• **ASSIGNED TASK**: Copy every line in the records below that contains the word "TokenPayload".

[Opening RECORDS FOR PROCESSING section]

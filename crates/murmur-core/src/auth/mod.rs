//! Identity and authentication service.
//!
//! Registration stores an Argon2id password verifier (the node never sees
//! the plaintext password; the client derives a proof via SRP-6a plus the
//! KDF), a long-term Ed25519 public key, and a per-user second-factor
//! secret. Login re-derives the verifier off the request hot path,
//! compares in constant time, checks the second factor, and issues HMAC
//! access tokens plus hashed refresh tokens bound to a device.

mod rate_limit;
mod second_factor;
mod token;

pub use rate_limit::RateLimiter;
pub use second_factor::SecondFactor;
pub use token::{new_refresh_token, refresh_token_hash, TokenIssuer, TokenPayload};

use crate::crypto::{constant_time_eq, password::PasswordHasher, random_bytes};
use crate::error::{Error, Result};
use crate::logging::RedactedHex;
use crate::storage::{Database, UserRecord};
use std::sync::Arc;
use std::time::Duration;
use tokio::sync::Mutex;
use tracing::{info, warn};

/// Outcome of a successful login.
#[derive(Debug, Clone)]
pub struct LoginOutcome {
    /// Access token.
    pub access: String,
    /// Refresh token (store only client-side).
    pub refresh: String,
    /// Access token expiry (Unix seconds).
    pub expires_at: i64,
}

/// Outcome of a successful refresh.
#[derive(Debug, Clone)]
pub struct RefreshOutcome {
    /// Fresh access token.
    pub access: String,
    /// Rotated refresh token replacing the presented one.
    pub refresh: String,
    /// Access token expiry (Unix seconds).
    pub expires_at: i64,
}

/// Authentication service.
pub struct AuthService {
    db: Arc<Mutex<Database>>,
    hasher: PasswordHasher,
    issuer: TokenIssuer,
    second_factor: SecondFactor,
    refresh_ttl: Duration,
    limiter: RateLimiter,
}

impl AuthService {
    /// Create the service.
    pub fn new(
        db: Arc<Mutex<Database>>,
        hasher: PasswordHasher,
        issuer: TokenIssuer,
        second_factor: SecondFactor,
        refresh_ttl: Duration,
    ) -> Self {
        Self {
            db,
            hasher,
            issuer,
            second_factor,
            refresh_ttl,
            limiter: RateLimiter::default(),
        }
    }

    /// Replace the default rate limiter.
    pub fn with_rate_limiter(mut self, limiter: RateLimiter) -> Self {
        self.limiter = limiter;
        self
    }

    /// Register a new user.
    ///
    /// `password_proof` carries `hex(salt) ":" hex(derived)`; the node
    /// stores the salt and the verifier, never a password. Usernames are
    /// lowercased for uniqueness. Returns the new time-ordered user id.
    pub async fn register(
        &self,
        remote_addr: &str,
        username: &str,
        password_proof: &[u8],
        client_public_key: &[u8],
    ) -> Result<String> {
        self.limiter.check(remote_addr)?;

        let username = username.trim().to_lowercase();
        if username.is_empty() {
            return Err(Error::InvalidCredentials);
        }

        let (salt, derived) = parse_password_proof(password_proof)?;

        let user = UserRecord {
            id: uuid::Uuid::now_v7().to_string(),
            username: username.clone(),
            server_salt: salt,
            password_hash: derived,
            public_key: client_public_key.to_vec(),
            second_factor_secret: random_bytes::<32>().to_vec(),
            created_at: chrono::Utc::now().timestamp(),
        };

        {
            let db = self.db.lock().await;
            db.create_user(&user)?;
            db.write_audit(&user.id, "", "register")?;
        }

        info!(user_id = %user.id, %username, "registered user");
        Ok(user.id)
    }

    /// Log a user in, issuing an access/refresh token pair.
    ///
    /// The password check and the second-factor check both fail with the
    /// same generic [`Error::InvalidCredentials`], in constant time.
    pub async fn login(
        &self,
        remote_addr: &str,
        username: &str,
        password_proof: &[u8],
        device_id: &str,
        second_code: &str,
        now_unix: i64,
    ) -> Result<LoginOutcome> {
        self.limiter.check(remote_addr)?;

        let username = username.trim().to_lowercase();
        let user = self
            .db
            .lock()
            .await
            .find_user_by_username(&username)?
            .ok_or(Error::InvalidCredentials)?;

        // Argon2id is deliberately slow; keep it off the async hot path.
        let hasher = self.hasher.clone();
        let proof = password_proof.to_vec();
        let salt = user.server_salt.clone();
        let derived = tokio::task::spawn_blocking(move || hasher.hash(&proof, &salt))
            .await
            .map_err(|e| Error::Internal(format!("kdf task: {}", e)))??;

        if !constant_time_eq(&derived, &user.password_hash) {
            warn!(%username, "login failed: bad password proof");
            return Err(Error::InvalidCredentials);
        }

        if !self
            .second_factor
            .verify(&user.second_factor_secret, now_unix, second_code)
        {
            warn!(%username, "login failed: bad second factor");
            return Err(Error::InvalidCredentials);
        }

        let (access, expires_at) = self.issuer.issue(&user.id, device_id, now_unix)?;
        let (refresh, refresh_hash) = new_refresh_token();
        let refresh_expires = now_unix + self.refresh_ttl.as_secs() as i64;

        {
            let db = self.db.lock().await;
            db.create_session(
                &uuid::Uuid::now_v7().to_string(),
                &user.id,
                device_id,
                &refresh_hash,
                refresh_expires,
            )?;
            db.write_audit(&user.id, device_id, "login")?;
        }

        info!(user_id = %user.id, device_id, "login succeeded");
        Ok(LoginOutcome {
            access,
            refresh,
            expires_at,
        })
    }

    /// Exchange a refresh token for a fresh access token.
    ///
    /// The presented token must hash to a live session bound to the same
    /// device. The refresh hash is rotated atomically, so at most one
    /// refresh token is outstanding per (user, device).
    pub async fn refresh(
        &self,
        remote_addr: &str,
        refresh_token: &str,
        device_id: &str,
        now_unix: i64,
    ) -> Result<RefreshOutcome> {
        self.limiter.check(remote_addr)?;

        let old_hash = refresh_token_hash(refresh_token);
        let session = self
            .db
            .lock()
            .await
            .session_by_refresh_hash(&old_hash)?
            .ok_or(Error::InvalidCredentials)?;

        if session.device_id != device_id {
            warn!(
                token = %RedactedHex(refresh_token),
                "refresh failed: device mismatch"
            );
            return Err(Error::InvalidCredentials);
        }
        if now_unix > session.expires_at {
            return Err(Error::SessionExpired);
        }

        let (access, expires_at) = self.issuer.issue(&session.user_id, device_id, now_unix)?;
        let (refresh, new_hash) = new_refresh_token();

        {
            let db = self.db.lock().await;
            // Keyed by the old hash: a racing refresh with the same token
            // rotates at most once.
            if !db.rotate_refresh_hash(&old_hash, &new_hash)? {
                return Err(Error::InvalidCredentials);
            }
            db.write_audit(&session.user_id, device_id, "refresh")?;
        }

        Ok(RefreshOutcome {
            access,
            refresh,
            expires_at,
        })
    }

    /// Destroy the session bound to (user, device).
    pub async fn logout(&self, user_id: &str, device_id: &str) -> Result<()> {
        let db = self.db.lock().await;
        db.delete_session(user_id, device_id)?;
        db.write_audit(user_id, device_id, "logout")?;
        Ok(())
    }

    /// Fetch a user's registered Ed25519 public key.
    pub async fn get_public_key(&self, remote_addr: &str, user_id: &str) -> Result<Vec<u8>> {
        self.limiter.check(remote_addr)?;
        self.db
            .lock()
            .await
            .get_public_key(user_id)?
            .ok_or(Error::UnknownSender)
    }

    /// Verify an access token and return its claims.
    pub fn verify_access(&self, token: &str, now_unix: i64) -> Result<TokenPayload> {
        self.issuer.verify(token, now_unix)
    }
}

/// Split a `hex(salt) ":" hex(derived)` proof into its parts.
fn parse_password_proof(proof: &[u8]) -> Result<(Vec<u8>, Vec<u8>)> {
    let text = std::str::from_utf8(proof).map_err(|_| Error::InvalidCredentials)?;
    let (salt_hex, derived_hex) = text.split_once(':').ok_or(Error::InvalidCredentials)?;

    let salt = hex::decode(salt_hex).map_err(|_| Error::InvalidCredentials)?;
    let derived = hex::decode(derived_hex).map_err(|_| Error::InvalidCredentials)?;
    if salt.is_empty() || derived.is_empty() {
        return Err(Error::InvalidCredentials);
    }
    Ok((salt, derived))
}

[Closing RECORDS FOR PROCESSING section]

• **TASK RESPONSE**:
pub use token::{new_refresh_token, refresh_token_hash, TokenIssuer, TokenPayload};
    pub fn verify_access(&self, token: &str, now_unix: i64) -> Result<TokenPayload> {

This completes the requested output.